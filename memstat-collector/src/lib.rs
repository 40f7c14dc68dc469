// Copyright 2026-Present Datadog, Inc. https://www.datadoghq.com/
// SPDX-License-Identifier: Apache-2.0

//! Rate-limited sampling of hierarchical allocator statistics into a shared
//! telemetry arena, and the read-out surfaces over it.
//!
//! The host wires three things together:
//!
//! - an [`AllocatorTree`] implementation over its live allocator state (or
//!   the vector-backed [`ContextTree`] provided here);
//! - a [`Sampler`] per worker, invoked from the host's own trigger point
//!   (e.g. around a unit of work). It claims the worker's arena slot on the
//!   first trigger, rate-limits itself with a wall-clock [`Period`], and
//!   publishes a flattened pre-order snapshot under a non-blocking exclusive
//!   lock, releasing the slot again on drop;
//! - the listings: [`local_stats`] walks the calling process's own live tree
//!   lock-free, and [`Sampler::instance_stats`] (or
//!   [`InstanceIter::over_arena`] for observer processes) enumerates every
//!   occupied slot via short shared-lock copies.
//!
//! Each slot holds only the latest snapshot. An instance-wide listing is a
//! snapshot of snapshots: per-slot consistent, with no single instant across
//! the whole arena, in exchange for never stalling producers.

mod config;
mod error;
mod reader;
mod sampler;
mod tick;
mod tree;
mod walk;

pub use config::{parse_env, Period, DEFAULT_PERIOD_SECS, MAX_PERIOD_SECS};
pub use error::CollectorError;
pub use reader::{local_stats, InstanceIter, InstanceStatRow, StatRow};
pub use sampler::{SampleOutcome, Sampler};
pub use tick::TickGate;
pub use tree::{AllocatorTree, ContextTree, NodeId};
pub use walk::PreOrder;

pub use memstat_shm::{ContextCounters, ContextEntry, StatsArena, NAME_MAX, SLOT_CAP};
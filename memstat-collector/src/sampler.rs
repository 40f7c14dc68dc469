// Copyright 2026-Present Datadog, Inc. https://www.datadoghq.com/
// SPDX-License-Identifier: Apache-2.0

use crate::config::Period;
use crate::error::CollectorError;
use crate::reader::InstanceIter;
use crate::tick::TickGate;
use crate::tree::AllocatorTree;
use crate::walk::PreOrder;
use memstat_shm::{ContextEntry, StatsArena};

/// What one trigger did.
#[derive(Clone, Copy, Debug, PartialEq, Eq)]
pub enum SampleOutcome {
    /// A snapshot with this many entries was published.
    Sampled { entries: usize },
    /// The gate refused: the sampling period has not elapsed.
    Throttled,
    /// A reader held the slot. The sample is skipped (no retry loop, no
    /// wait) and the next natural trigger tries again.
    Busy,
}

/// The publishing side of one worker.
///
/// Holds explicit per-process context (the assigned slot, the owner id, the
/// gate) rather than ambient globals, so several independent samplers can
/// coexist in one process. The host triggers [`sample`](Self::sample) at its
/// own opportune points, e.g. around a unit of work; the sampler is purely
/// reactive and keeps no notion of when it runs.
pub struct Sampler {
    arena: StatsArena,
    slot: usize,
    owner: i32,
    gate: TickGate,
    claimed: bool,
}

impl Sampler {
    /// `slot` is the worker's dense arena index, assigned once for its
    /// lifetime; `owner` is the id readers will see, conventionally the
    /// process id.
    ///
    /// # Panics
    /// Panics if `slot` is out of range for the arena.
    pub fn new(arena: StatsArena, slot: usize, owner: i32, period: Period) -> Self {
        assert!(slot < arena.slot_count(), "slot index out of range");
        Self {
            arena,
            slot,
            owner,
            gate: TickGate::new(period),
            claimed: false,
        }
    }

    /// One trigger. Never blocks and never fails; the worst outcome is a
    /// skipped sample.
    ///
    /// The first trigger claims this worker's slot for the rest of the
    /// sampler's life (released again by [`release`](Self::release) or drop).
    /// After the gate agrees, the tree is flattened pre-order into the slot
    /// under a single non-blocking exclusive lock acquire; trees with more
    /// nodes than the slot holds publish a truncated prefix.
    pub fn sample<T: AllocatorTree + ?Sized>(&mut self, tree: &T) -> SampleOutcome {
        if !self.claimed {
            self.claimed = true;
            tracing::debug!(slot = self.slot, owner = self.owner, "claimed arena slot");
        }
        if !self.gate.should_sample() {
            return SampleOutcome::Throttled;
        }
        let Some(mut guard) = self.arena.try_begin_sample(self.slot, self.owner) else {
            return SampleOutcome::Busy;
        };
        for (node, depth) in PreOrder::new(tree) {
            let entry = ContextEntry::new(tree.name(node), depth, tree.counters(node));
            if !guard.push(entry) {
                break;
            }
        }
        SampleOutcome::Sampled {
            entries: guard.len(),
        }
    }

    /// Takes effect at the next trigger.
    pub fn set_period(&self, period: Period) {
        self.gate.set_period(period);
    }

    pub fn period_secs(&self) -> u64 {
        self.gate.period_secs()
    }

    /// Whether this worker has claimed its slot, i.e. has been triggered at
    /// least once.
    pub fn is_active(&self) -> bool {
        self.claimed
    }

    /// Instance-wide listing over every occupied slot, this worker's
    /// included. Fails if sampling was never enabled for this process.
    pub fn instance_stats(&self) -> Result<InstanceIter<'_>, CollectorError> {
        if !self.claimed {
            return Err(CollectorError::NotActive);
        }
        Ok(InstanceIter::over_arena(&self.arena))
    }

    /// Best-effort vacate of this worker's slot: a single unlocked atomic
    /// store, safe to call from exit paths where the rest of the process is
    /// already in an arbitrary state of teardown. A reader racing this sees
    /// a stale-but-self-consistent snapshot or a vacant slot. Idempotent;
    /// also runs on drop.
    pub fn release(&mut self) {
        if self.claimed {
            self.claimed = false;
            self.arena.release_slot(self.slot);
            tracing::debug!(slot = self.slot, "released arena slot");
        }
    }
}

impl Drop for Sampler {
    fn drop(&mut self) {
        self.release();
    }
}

———

INSTRUCTIONS FOR THE TASK: Which lines in the data above contain "CollectorError"? Show each one.

OUTPUT FOR THIS EXERCISE:
pub use error::CollectorError;
use crate::error::CollectorError;
    pub fn instance_stats(&self) -> Result<InstanceIter<'_>, CollectorError> {
            return Err(CollectorError::NotActive);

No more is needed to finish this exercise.